As tearful families pleaded on television, and Russian troops ringed the school Wednesday, the crisis raised questions about the effectiveness of President Vladimir Putin's uncompromising Chechnya strategy.

The third attack in eight days also brought into focus the limits of Russian intelligence on militant groups - a surprise to some here, since Mr. Putin is a former KGB agent whose administration is dominated by intelligence and security veterans.

The school raid came as an Islamist group calling itself the Islambouli Brigades, which claimed responsibility for previous suicide attacks to avenge the death of Muslim comrades in Chechnya, promised "more waves until we humiliate the infidel state called Russia."

"This is the first time Russia is really encountering a well-organized terrorist offensive," says Pavel Felgenhauer, an independent defense analyst in Moscow.

It is also exposing the limits of "ineffective and notoriously corrupt" police and special forces, says Mr. Felgenhauer. "They don't know plans, they don't even know for sure who is attacking, and they're not ready for the job.

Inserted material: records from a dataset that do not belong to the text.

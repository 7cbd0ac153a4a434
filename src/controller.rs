//! Per-request admission: resolve the key and its limits, then ask the guard.

use crate::bucket::BucketConfig;
use crate::circuit_breaker::{CircuitBreaker, CircuitBreakerConfig};
use crate::circuit_breaker_registry::{CircuitBreakerHandle, CircuitBreakerRegistry};
use crate::clock::{Clock, SystemClock};
use crate::guard::{DecisionPath, DegradedMode, FailureGuard, LocalGrace};
use crate::local::LocalBucket;
use crate::resolver::{ConfigOrigin, LimitResolver, LimitingKey, RequestAttributes};
use crate::strategy::BucketStrategy;
use crate::telemetry::{NullSink, TelemetrySink};
use std::fmt;
use std::sync::Arc;

/// Everything that went into one decision.
#[derive(Debug, Clone, PartialEq, Eq)]
pub struct Admission {
    pub key: LimitingKey,
    pub config: BucketConfig,
    pub origin: ConfigOrigin,
    pub allowed: bool,
    pub path: DecisionPath,
}

/// Decides whether a request is admitted.
///
/// Cheap to clone; clones share buckets, breaker and route table.
///
/// # Example
///
/// ```rust
/// use tollgate::{AdmissionController, InMemoryTokenBucketStore, RemoteBucket, RequestAttributes};
///
/// # #[tokio::main]
/// # async fn main() {
/// let controller = AdmissionController::builder(RemoteBucket::new(InMemoryTokenBucketStore::new()))
///     .build();
/// let attrs = RequestAttributes::new("/ping").with_user_id("u1");
/// assert!(controller.admit(&attrs, 0).await);
/// # }
/// ```
#[derive(Clone)]
pub struct AdmissionController<S = NullSink> {
    resolver: LimitResolver,
    guard: FailureGuard<S>,
    clock: Arc<dyn Clock>,
}

impl<S: fmt::Debug> fmt::Debug for AdmissionController<S> {
    fn fmt(&self, f: &mut fmt::Formatter<'_>) -> fmt::Result {
        f.debug_struct("AdmissionController")
            .field("resolver", &self.resolver)
            .field("guard", &self.guard)
            .field("clock", &self.clock)
            .finish()
    }
}

impl AdmissionController<NullSink> {
    /// Start building a controller whose remote path is `primary`.
    pub fn builder<P>(primary: P) -> AdmissionControllerBuilder<NullSink>
    where
        P: BucketStrategy + 'static,
    {
        AdmissionControllerBuilder::new(Arc::new(primary))
    }
}

impl<S> AdmissionController<S>
where
    S: TelemetrySink,
{
    /// Assemble a controller from parts built elsewhere.
    pub fn new(resolver: LimitResolver, guard: FailureGuard<S>) -> Self {
        Self { resolver, guard, clock: Arc::new(SystemClock) }
    }

    /// Clock used by [`admit_now`](Self::admit_now).
    pub fn with_clock<C: Clock + 'static>(mut self, clock: C) -> Self {
        self.clock = Arc::new(clock);
        self
    }

    pub fn resolver(&self) -> &LimitResolver {
        &self.resolver
    }

    pub fn guard(&self) -> &FailureGuard<S> {
        &self.guard
    }

    /// Admit or deny one request at `now_ms`.
    pub async fn admit(&self, attrs: &RequestAttributes, now_ms: u64) -> bool {
        self.evaluate(attrs, now_ms).await.allowed
    }

    /// [`admit`](Self::admit) at the controller clock's current time.
    pub async fn admit_now(&self, attrs: &RequestAttributes) -> bool {
        self.admit(attrs, self.clock.now_millis()).await
    }

    /// Like [`admit`](Self::admit), also reporting the key, limits and decision path.
    pub async fn evaluate(&self, attrs: &RequestAttributes, now_ms: u64) -> Admission {
        let resolution = self.resolver.resolve(attrs).await;
        let decision = self
            .guard
            .guarded_consume(resolution.key.as_str(), &resolution.config, now_ms)
            .await;
        if !decision.allowed {
            tracing::debug!(key = %resolution.key, path = %decision.path, "request denied");
        }
        Admission {
            key: resolution.key,
            config: resolution.config,
            origin: resolution.origin,
            allowed: decision.allowed,
            path: decision.path,
        }
    }

    /// [`evaluate`](Self::evaluate) at the controller clock's current time.
    pub async fn evaluate_now(&self, attrs: &RequestAttributes) -> Admission {
        self.evaluate(attrs, self.clock.now_millis()).await
    }
}

/// Builder for [`AdmissionController`].
pub struct AdmissionControllerBuilder<S = NullSink> {
    primary: Arc<dyn BucketStrategy>,
    breaker: CircuitBreakerConfig,
    breaker_clock: Option<Arc<dyn Clock>>,
    clock: Arc<dyn Clock>,
    resolver: LimitResolver,
    local: LocalBucket,
    degraded: DegradedMode,
    grace: LocalGrace,
    registry: Option<(Arc<dyn CircuitBreakerRegistry>, String)>,
    sink: S,
}

impl AdmissionControllerBuilder<NullSink> {
    fn new(primary: Arc<dyn BucketStrategy>) -> Self {
        Self {
            primary,
            breaker: CircuitBreakerConfig::default(),
            breaker_clock: None,
            clock: Arc::new(SystemClock),
            resolver: LimitResolver::default(),
            local: LocalBucket::new(),
            degraded: DegradedMode::default(),
            grace: LocalGrace::default(),
            registry: None,
            sink: NullSink,
        }
    }
}

impl<S> AdmissionControllerBuilder<S>
where
    S: TelemetrySink,
{
    pub fn breaker(mut self, config: CircuitBreakerConfig) -> Self {
        self.breaker = config;
        self
    }

    /// Clock for breaker cooldowns (monotonic by default).
    pub fn breaker_clock<C: Clock + 'static>(mut self, clock: C) -> Self {
        self.breaker_clock = Some(Arc::new(clock));
        self
    }

    /// Clock for bucket timestamps (wall clock by default).
    pub fn clock<C: Clock + 'static>(mut self, clock: C) -> Self {
        self.clock = Arc::new(clock);
        self
    }

    pub fn resolver(mut self, resolver: LimitResolver) -> Self {
        self.resolver = resolver;
        self
    }

    pub fn local_bucket(mut self, local: LocalBucket) -> Self {
        self.local = local;
        self
    }

    pub fn degraded_mode(mut self, mode: DegradedMode) -> Self {
        self.degraded = mode;
        self
    }

    pub fn local_grace(mut self, grace: LocalGrace) -> Self {
        self.grace = grace;
        self
    }

    /// Register the controller's breaker under `id` when building.
    pub fn register_breaker(
        mut self,
        registry: Arc<dyn CircuitBreakerRegistry>,
        id: impl Into<String>,
    ) -> Self {
        self.registry = Some((registry, id.into()));
        self
    }

    pub fn sink<T: TelemetrySink>(self, sink: T) -> AdmissionControllerBuilder<T> {
        AdmissionControllerBuilder {
            primary: self.primary,
            breaker: self.breaker,
            breaker_clock: self.breaker_clock,
            clock: self.clock,
            resolver: self.resolver,
            local: self.local,
            degraded: self.degraded,
            grace: self.grace,
            registry: self.registry,
            sink,
        }
    }

    pub fn build(self) -> AdmissionController<S> {
        let mut breaker = CircuitBreaker::new(self.breaker);
        if let Some(clock) = self.breaker_clock {
            breaker = breaker.with_clock(clock);
        }
        if let Some((registry, id)) = &self.registry {
            registry.register(id.clone(), CircuitBreakerHandle::from(&breaker));
        }
        let guard = FailureGuard::from_shared(self.primary, breaker)
            .with_local(self.local)
            .with_degraded_mode(self.degraded)
            .with_local_grace(self.grace)
            .with_sink(self.sink);
        AdmissionController { resolver: self.resolver, guard, clock: self.clock }
    }
}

"In previous years, we were just lucky not to have a major terrorist campaign," Felgenhauer adds. "I believe that if someone decided to do something really sustained, we would turn out not much better than Columbia."

Details of Wednesday's hostage situation were sketchy and sometimes contradictory. Immediately after ceremonies marking the first day of class, which were attended by parents and teachers alike, more than a dozen well-armed militants seized School No. 1, a primary school, in the town of Beslan in North Ossetia, a mostly non-Muslim region west of Chechnya.

The hostage-takers reportedly forced pupils to stand at windows to prevent Russian security forces from storming the building. The Russian media reported that seven civilians were killed during the takeover, 50 children escaped in the initial chaos, and another 15 had been set free.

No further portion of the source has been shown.